>>>>

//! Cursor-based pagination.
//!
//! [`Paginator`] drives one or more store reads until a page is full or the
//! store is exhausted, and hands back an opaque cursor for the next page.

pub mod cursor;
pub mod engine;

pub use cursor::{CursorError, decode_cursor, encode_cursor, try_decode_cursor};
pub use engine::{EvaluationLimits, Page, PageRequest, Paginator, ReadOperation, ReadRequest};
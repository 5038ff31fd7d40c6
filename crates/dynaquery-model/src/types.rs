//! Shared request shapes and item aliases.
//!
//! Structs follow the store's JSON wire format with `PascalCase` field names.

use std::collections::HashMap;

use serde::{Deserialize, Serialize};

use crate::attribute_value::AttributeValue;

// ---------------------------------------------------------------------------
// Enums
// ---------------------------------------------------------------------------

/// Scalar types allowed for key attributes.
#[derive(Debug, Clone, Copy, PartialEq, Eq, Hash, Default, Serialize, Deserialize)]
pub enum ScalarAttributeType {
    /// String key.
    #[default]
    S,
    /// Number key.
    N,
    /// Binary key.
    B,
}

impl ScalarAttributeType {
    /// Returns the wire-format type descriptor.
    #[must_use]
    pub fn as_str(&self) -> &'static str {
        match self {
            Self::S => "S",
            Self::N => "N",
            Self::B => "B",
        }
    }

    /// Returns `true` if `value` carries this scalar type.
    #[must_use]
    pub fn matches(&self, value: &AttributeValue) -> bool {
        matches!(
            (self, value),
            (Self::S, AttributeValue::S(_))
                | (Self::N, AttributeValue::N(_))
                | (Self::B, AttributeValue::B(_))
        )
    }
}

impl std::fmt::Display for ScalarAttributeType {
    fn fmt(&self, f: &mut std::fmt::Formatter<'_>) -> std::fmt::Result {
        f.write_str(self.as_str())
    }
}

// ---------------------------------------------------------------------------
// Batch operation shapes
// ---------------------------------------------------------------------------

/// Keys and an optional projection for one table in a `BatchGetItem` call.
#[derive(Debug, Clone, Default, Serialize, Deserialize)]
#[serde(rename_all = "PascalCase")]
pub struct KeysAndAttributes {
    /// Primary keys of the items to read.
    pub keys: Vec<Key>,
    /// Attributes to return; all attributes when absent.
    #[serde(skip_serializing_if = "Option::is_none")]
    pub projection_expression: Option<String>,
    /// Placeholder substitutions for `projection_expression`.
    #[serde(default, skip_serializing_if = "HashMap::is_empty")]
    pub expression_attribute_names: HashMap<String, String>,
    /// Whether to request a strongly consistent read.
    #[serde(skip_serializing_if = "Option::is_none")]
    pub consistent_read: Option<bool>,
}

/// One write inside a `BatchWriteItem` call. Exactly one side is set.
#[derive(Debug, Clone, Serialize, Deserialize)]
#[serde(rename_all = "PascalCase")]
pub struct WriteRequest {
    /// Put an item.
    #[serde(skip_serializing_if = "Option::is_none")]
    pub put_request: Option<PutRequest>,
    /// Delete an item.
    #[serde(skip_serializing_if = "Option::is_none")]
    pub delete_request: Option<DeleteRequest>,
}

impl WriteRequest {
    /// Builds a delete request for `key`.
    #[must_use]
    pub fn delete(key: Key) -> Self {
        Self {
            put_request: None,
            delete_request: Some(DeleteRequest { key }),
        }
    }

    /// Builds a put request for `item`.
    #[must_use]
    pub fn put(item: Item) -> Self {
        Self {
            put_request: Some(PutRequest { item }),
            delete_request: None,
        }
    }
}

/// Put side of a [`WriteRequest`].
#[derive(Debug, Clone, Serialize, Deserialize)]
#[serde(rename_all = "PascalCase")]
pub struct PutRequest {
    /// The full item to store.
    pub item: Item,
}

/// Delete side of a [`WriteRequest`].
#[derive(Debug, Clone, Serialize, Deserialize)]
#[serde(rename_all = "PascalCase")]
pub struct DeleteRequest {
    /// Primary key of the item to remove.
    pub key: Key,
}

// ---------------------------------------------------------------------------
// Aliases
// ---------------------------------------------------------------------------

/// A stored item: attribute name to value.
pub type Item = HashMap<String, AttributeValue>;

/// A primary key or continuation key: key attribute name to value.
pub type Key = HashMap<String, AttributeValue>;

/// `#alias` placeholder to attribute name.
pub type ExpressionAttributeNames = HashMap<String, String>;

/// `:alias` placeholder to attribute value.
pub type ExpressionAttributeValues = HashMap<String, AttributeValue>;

<<<<

§ **Work instructions**
Go through the records above, find each line with the string "Returns", and copy it.

§ **Reply to the task**
    /// Returns the wire-format type descriptor.
    /// Returns `true` if `value` carries this scalar type.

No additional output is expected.